Sunday, December 14, 2008

Architecture as Bailout

I want to indulge on a sideline that may or may not ultimately be part of my thesis.

I am looking at this context because I truly think that architects can bring particular thinking and expertise that can help the informal, but I am also looking for an education. I think that informal contexts are uniquely capable of providing that education as they make the processes necessary for building (and architecture?) apparent in a way few other contexts can.

The issues I see as plainly evident in my context are:
-methods - how a structure grows overtime and the labor systems
-materials - a consideration of: availability (global vs. local), function, and effect
-residential programs and their relation with public programs
-ownership models

As you can see there is nothing in that list that different than housing projects in other places all the world. The type of materials and labor processes may change but they are concerns in every project. However, in some contexts one is not always forced to think about ownership models, although usually a silent pressure on the design.

Now that I set the stage on to my sidebar:

Ownership and the Bailout

I was very happy to see my old boss and mentor Ed Mazria be among the first architect to produce a proposal to President-elect Obama on how to best spend the money his administration is already thinking of using on upgrades and new additions to the government's building stock. This proposal puts architecture in the context of its material, labor, financial, and effectual networks.
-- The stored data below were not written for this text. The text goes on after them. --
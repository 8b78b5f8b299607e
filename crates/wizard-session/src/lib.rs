//! Crate `wizard-session`: almacenamiento de procesos en sesión
//!
//! Implementa el contrato `wizard::Storage` sobre una bolsa de sesión por
//! usuario (`SessionFlowsBag`), con un registro de sesiones
//! (`SessionRegistry`) que las crea, las entrega y purga las inactivas.
//!
//! ```rust
//! use wizard::Storage;
//! use wizard_session::{SessionConfig, SessionRegistry};
//!
//! let registry = SessionRegistry::new(SessionConfig::default());
//! let id = registry.open_session();
//! let mut storage = registry.storage_for(id).unwrap();
//! storage.initialize("checkout");
//! storage.set("history", serde_json::json!(["a"])).unwrap();
//! assert!(storage.has("history").unwrap());
//! ```
pub mod bag;
pub mod config;
pub mod errors;
pub mod registry;
pub mod storage;

pub use bag::*;
pub use config::*;
pub use errors::*;
pub use registry::*;
pub use storage::*;
// Archivo: context.rs
// Propósito: cursor por petición sobre un `Process`. Enlaza proceso,
// almacenamiento y paso actual; calcula vecinos y progreso, mantiene el
// historial persistido y decide si la posición del usuario es legítima.
use std::sync::Arc;

use log::debug;
use serde_json::Value as JsonValue;

use crate::errors::{Result, WizardError};
use crate::process::Process;
use crate::step::Step;
use crate::storage::{domain_for, Storage};

/// Clave bajo la que se persiste el historial dentro del dominio.
pub const HISTORY_KEY: &str = "history";

/// Posición calculada en `initialize`.
#[derive(Debug)]
struct Cursor {
    process: Arc<Process>,
    current: Arc<dyn Step>,
    previous: Option<Arc<dyn Step>>,
    next: Option<Arc<dyn Step>>,
    progress: u8,
}

/// Contexto de ejecución de un proceso para una petición.
///
/// Todo salvo `set_storage`/`storage`/`set_request`/`request` falla con
/// `ContextNotInitialized` hasta que se llama a `initialize`.
pub struct ProcessContext {
    storage: Box<dyn Storage>,
    cursor: Option<Cursor>,
    request: Option<JsonValue>,
}

impl ProcessContext {
    pub fn new(storage: Box<dyn Storage>) -> Self {
        Self { storage,
               cursor: None,
               request: None }
    }

    /// Enlaza el contexto a `process` con `current_step` como paso actual.
    ///
    /// El dominio de almacenamiento se deriva del alias del escenario. Si el
    /// paso no forma parte del proceso no hay vecinos y el progreso es 0.
    pub fn initialize(&mut self, process: Arc<Process>, current_step: Arc<dyn Step>) {
        let domain = domain_for(process.scenario_alias());
        self.storage.initialize(&domain);

        let count = process.count_steps();
        let (previous, next, progress) = match process.index_of(current_step.name()) {
            Some(index) => {
                let previous = index.checked_sub(1)
                                    .and_then(|i| process.step_by_index(i).ok())
                                    .cloned();
                let next = process.step_by_index(index + 1).ok().cloned();
                (previous, next, ((index + 1) * 100 / count) as u8)
            }
            None => (None, None, 0),
        };

        debug!("contexto inicializado: escenario={} paso={} progreso={}%",
               process.scenario_alias(),
               current_step.name(),
               progress);

        self.cursor = Some(Cursor { process,
                                    current: current_step,
                                    previous,
                                    next,
                                    progress });
    }

    pub fn is_initialized(&self) -> bool {
        self.cursor.is_some()
    }

    fn cursor(&self) -> Result<&Cursor> {
        self.cursor.as_ref().ok_or(WizardError::ContextNotInitialized)
    }

    pub fn process(&self) -> Result<&Arc<Process>> {
        Ok(&self.cursor()?.process)
    }

    pub fn current_step(&self) -> Result<&Arc<dyn Step>> {
        Ok(&self.cursor()?.current)
    }

    pub fn previous_step(&self) -> Result<Option<&Arc<dyn Step>>> {
        Ok(self.cursor()?.previous.as_ref())
    }

    pub fn next_step(&self) -> Result<Option<&Arc<dyn Step>>> {
        Ok(self.cursor()?.next.as_ref())
    }

    pub fn is_first_step(&self) -> Result<bool> {
        Ok(self.cursor()?.previous.is_none())
    }

    pub fn is_last_step(&self) -> Result<bool> {
        Ok(self.cursor()?.next.is_none())
    }

    /// Porcentaje entero, truncado: `(índice + 1) * 100 / total`.
    pub fn progress(&self) -> Result<u8> {
        Ok(self.cursor()?.progress)
    }

    /// Comprueba si el usuario puede estar legítimamente en el paso actual.
    ///
    /// Falso si el validador del proceso lo rechaza. Un proceso sin pasos es
    /// siempre válido. En otro caso es válido si el historial está vacío o
    /// contiene el paso actual.
    pub fn is_valid(&self) -> Result<bool> {
        let cursor = self.cursor()?;
        if let Some(validator) = cursor.process.validator() {
            if !validator.is_valid() {
                return Ok(false);
            }
        }
        if cursor.process.count_steps() == 0 {
            return Ok(true);
        }
        let history = self.step_history()?;
        Ok(history.is_empty() || history.iter().any(|name| name == cursor.current.name()))
    }

    /// Historial persistido; vacío si nunca se registró.
    pub fn step_history(&self) -> Result<Vec<String>> {
        self.cursor()?;
        match self.storage.get(HISTORY_KEY)? {
            Some(value) => Ok(serde_json::from_value(value)?),
            None => Ok(Vec::new()),
        }
    }

    pub fn set_step_history(&mut self, history: &[String]) -> Result<()> {
        self.cursor()?;
        let value = serde_json::to_value(history)?;
        self.storage.set(HISTORY_KEY, value)
    }

    /// Añade `name` al final del historial si aún no figura en él.
    pub fn add_step_to_history(&mut self, name: &str) -> Result<()> {
        self.cursor()?;
        self.storage.update(HISTORY_KEY, &mut |current| {
                        let mut history = decode_history(current)?;
                        if !history.iter().any(|n| n == name) {
                            history.push(name.to_string());
                        }
                        Ok(Some(serde_json::to_value(history)?))
                    })?;
        debug!("historial: añadido {}", name);
        Ok(())
    }

    /// Descarta del historial todo lo posterior a la última aparición del
    /// paso actual. Falla con `HistoryIntegrity` si el paso no figura.
    pub fn rewind_history(&mut self) -> Result<()> {
        let current = self.cursor()?.current.name().to_string();
        self.storage.update(HISTORY_KEY, &mut |stored| {
                        let mut history = decode_history(stored)?;
                        let position = history.iter()
                                              .rposition(|n| *n == current)
                                              .ok_or_else(|| WizardError::HistoryIntegrity(current.clone()))?;
                        history.truncate(position + 1);
                        Ok(Some(serde_json::to_value(history)?))
                    })?;
        debug!("historial rebobinado hasta {}", current);
        Ok(())
    }

    /// Fuerza el siguiente paso por nombre (salto explícito).
    pub fn set_next_step_by_name(&mut self, name: &str) -> Result<()> {
        let step = self.cursor()?.process.step_by_name(name)?.clone();
        if let Some(cursor) = self.cursor.as_mut() {
            cursor.next = Some(step);
        }
        Ok(())
    }

    /// Borra todo el estado persistido del dominio.
    pub fn close(&mut self) -> Result<()> {
        let alias = self.cursor()?.process.scenario_alias().to_string();
        self.storage.clear()?;
        debug!("proceso cerrado: escenario={}", alias);
        Ok(())
    }

    pub fn set_storage(&mut self, storage: Box<dyn Storage>) {
        self.storage = storage;
    }

    pub fn storage(&self) -> &dyn Storage {
        self.storage.as_ref()
    }

    pub fn storage_mut(&mut self) -> &mut dyn Storage {
        self.storage.as_mut()
    }

    /// Petición entrante, opaca para el motor.
    pub fn set_request(&mut self, request: JsonValue) {
        self.request = Some(request);
    }

    pub fn request(&self) -> Option<&JsonValue> {
        self.request.as_ref()
    }
}

fn decode_history(value: Option<JsonValue>) -> Result<Vec<String>> {
    match value {
        Some(value) => Ok(serde_json::from_value(value)?),
        None => Ok(Vec::new()),
    }
}

impl std::fmt::Debug for ProcessContext {
    fn fmt(&self, f: &mut std::fmt::Formatter<'_>) -> std::fmt::Result {
        f.debug_struct("ProcessContext")
         .field("domain", &self.storage.domain())
         .field("cursor", &self.cursor)
         .field("request", &self.request)
         .finish()
    }
}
And why not? I mean aren't we in this problem because of (a)rchitecture? I know that it is a stretch to call tract housing architecture (even with lower-case a), but they are part of the built environment and thus something architects can and perhaps SHOULD seriously handle.

It is thus that I rejoice in the second piece of good news this week: Obama tapped Harvard GSD alumnus Shaun Donovan as secretary of HUD. Architects and architecture are now knee deep trying to get the U.S. out of this economic malaise.

(12/13/08 Weekly Video Address by then President-elect Obama)

Even with all these moves, I get a sense that we are not pushing this as far as we can. We are today rethinking capitalism and architecture and architects are in the middle of the discussion. As I said above although I think that architects can bring a lot to informal contexts, we can also learn a lot. Perhaps one thing we can learn is how ownership can be rethought to place value on things that usually go without. The traditional model of individual lots and single houses on those lots is not really working, perhaps the non-formal can teach us what can.

Even if you don't see it this way, or it somehow makes you uncomfortable, endulge me as I ask this question: do new ownership models require new architectural articulations?